FabbyChic · 05/09/2011 23:29

I had a platonic relationship with a guy, he was my best friend, never anything sexual. We spent hours on the phone, emailing and texting every day, it is normal!

beatenbyayellowteacup · 05/09/2011 23:32

FabbyChic did you also stroke each other's faces?

MilkandWine · 05/09/2011 23:35

But Fabby, the point here is that this guy isn't acting in a platonic manner. He is saying he just want's to be friends whilst engaging in petting, hair stroking and heavy body to body contact. In shorter terms, he is being a head fucker.

Of course platonic friendships between men and women are possible and are normal. This is not the case here though, the OP is having her feelings messed about by this guy in a big way.

carantala · 06/09/2011 00:08

It seems that OP wanted more from this guy than he was prepared to give. It doesn't matter if he's gay/posh/churchey - he's not up for a passionate relationship. Give up, OP, he's not "THE ONE!"

lazarusb · 06/09/2011 09:48

Stay strong and don't engage! He seems to have zero comprehension of how you are feeling.

MysteriousHamster · 06/09/2011 09:50

That might be true Carantala, but if he was any kind of friend he would realise what he's doing and back off a bit. Instead he's basically rubbing himself in the OPs face and shouting 'look at what you could have! But you can't!'. Nobber.

ShoutyHamster · 06/09/2011 09:56

You could email back 'Not a good day for me either. Very itchy actually.'

Grin

Only joking. Don't send him anything, he's an irritating waste of space, and YOU are busy looking for a proper relationship with a nice person instead of a tosser - right??

ShoutyHamster · 06/09/2011 09:57

Oooh hamsters all round Grin

AbbyAbsinthe · 06/09/2011 10:30

" Grin "

Hehehe Grin

loopylou6 · 06/09/2011 13:18

Sorry to sound nasty op, but you really need to get a grip and stop letting this pillick take the piss out of you. he's told you he doesn't want a relationship with you, you need to hear him and stop letting him touch you in a way you certainly wouldnt let Mike the milkman touch you.

Stop allowing him so much space in your head, you're wasting your time.

Ps: he's quite clearly GAY its glaringly obvious.

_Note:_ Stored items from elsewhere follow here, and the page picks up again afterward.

use std::collections::{HashMap, HashSet};

use crate::grid::CellFrame;

/// Registry mapping cell indices to their last solved frames.
///
/// Hosts re-solve on every container change; the registry tells them which
/// cells actually moved so unchanged cells can keep their current placement.
#[derive(Debug, Default)]
pub struct FrameRegistry {
    entries: HashMap<usize, CellFrame>,
    dirty: HashSet<usize>,
}

impl FrameRegistry {
    pub fn new() -> Self {
        Self::default()
    }

    /// Absorb the frames of a fresh layout pass. New and moved cells are
    /// flagged dirty; cells absent from the pass are dropped.
    pub fn sync_frames(&mut self, frames: &[CellFrame]) {
        use std::collections::hash_map::Entry;

        let live: HashSet<usize> = frames.iter().map(|frame| frame.index).collect();

        for frame in frames {
            match self.entries.entry(frame.index) {
                Entry::Occupied(mut entry) => {
                    if entry.get().rect != frame.rect {
                        entry.insert(*frame);
                        self.dirty.insert(frame.index);
                    }
                }
                Entry::Vacant(vacant) => {
                    vacant.insert(*frame);
                    self.dirty.insert(frame.index);
                }
            }
        }

        self.entries.retain(|index, _| live.contains(index));
        self.dirty.retain(|index| live.contains(index));
    }

    /// Drain the dirty set in ascending index order.
    pub fn take_dirty(&mut self) -> Vec<CellFrame> {
        let mut indices: Vec<usize> = self.dirty.drain().collect();
        indices.sort_unstable();
        indices
            .into_iter()
            .filter_map(|index| self.entries.get(&index).copied())
            .collect()
    }

    pub fn frame_of(&self, index: usize) -> Option<CellFrame> {
        self.entries.get(&index).copied()
    }

    pub fn has_dirty(&self) -> bool {
        !self.dirty.is_empty()
    }

    pub fn len(&self) -> usize {
        self.entries.len()
    }

    pub fn is_empty(&self) -> bool {
        self.entries.is_empty()
    }
}
//! Error module orchestrator following the RSB module specification.
//!
//! Downstream code imports error types from here while the definitions live
//! in the private `types` module.

mod types;

pub use types::{GridError, Result};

buzzsorekillington · 06/09/2011 13:23

Oh please delete his message and maybe even delete & block his number. He's getting off on having you on a string.

electra · 06/09/2011 13:46

Maybe he's not accepting of his sexuality and he is hoping if he hangs around you for long enough he'll start developing feelings he feels more comfortable with.

Whatever the reason though, he's no good for you - if I were you I would ignore him.

MigratingCoconuts · 06/09/2011 17:08

Good for you!!

Delete, delete, delete....

CheeseandPickledOnion · 06/09/2011 17:26

Nearly I'm sorry you've had your feeling hurt. And I think he's a bit of a cock.

But... he has been fairly honest. He's told you he doesn't want a relationship with you. From there he has done 'sensual' things with you, made the first move. But you've had the option to think 'I know he doesn't want a relationship' and then stop him.

I've been there myself. Someone was clear with me that they didn't want a relationship with me, but were happy to offer me practically all the trappings of one without the commitment. I just kept seeing all the things we did have, rather that listening to the fact that HE DIDN'T WANT A RELATIONSHIP with me.

Sounds to me as though if you're happy to have sensual times, and other parts of a relationship without the relationship, that he's happy to do that with you. He's just being clear it isn't going anywhere further.

It's our job to start listening when people say this, rather than blindly over think the whole fucking thing.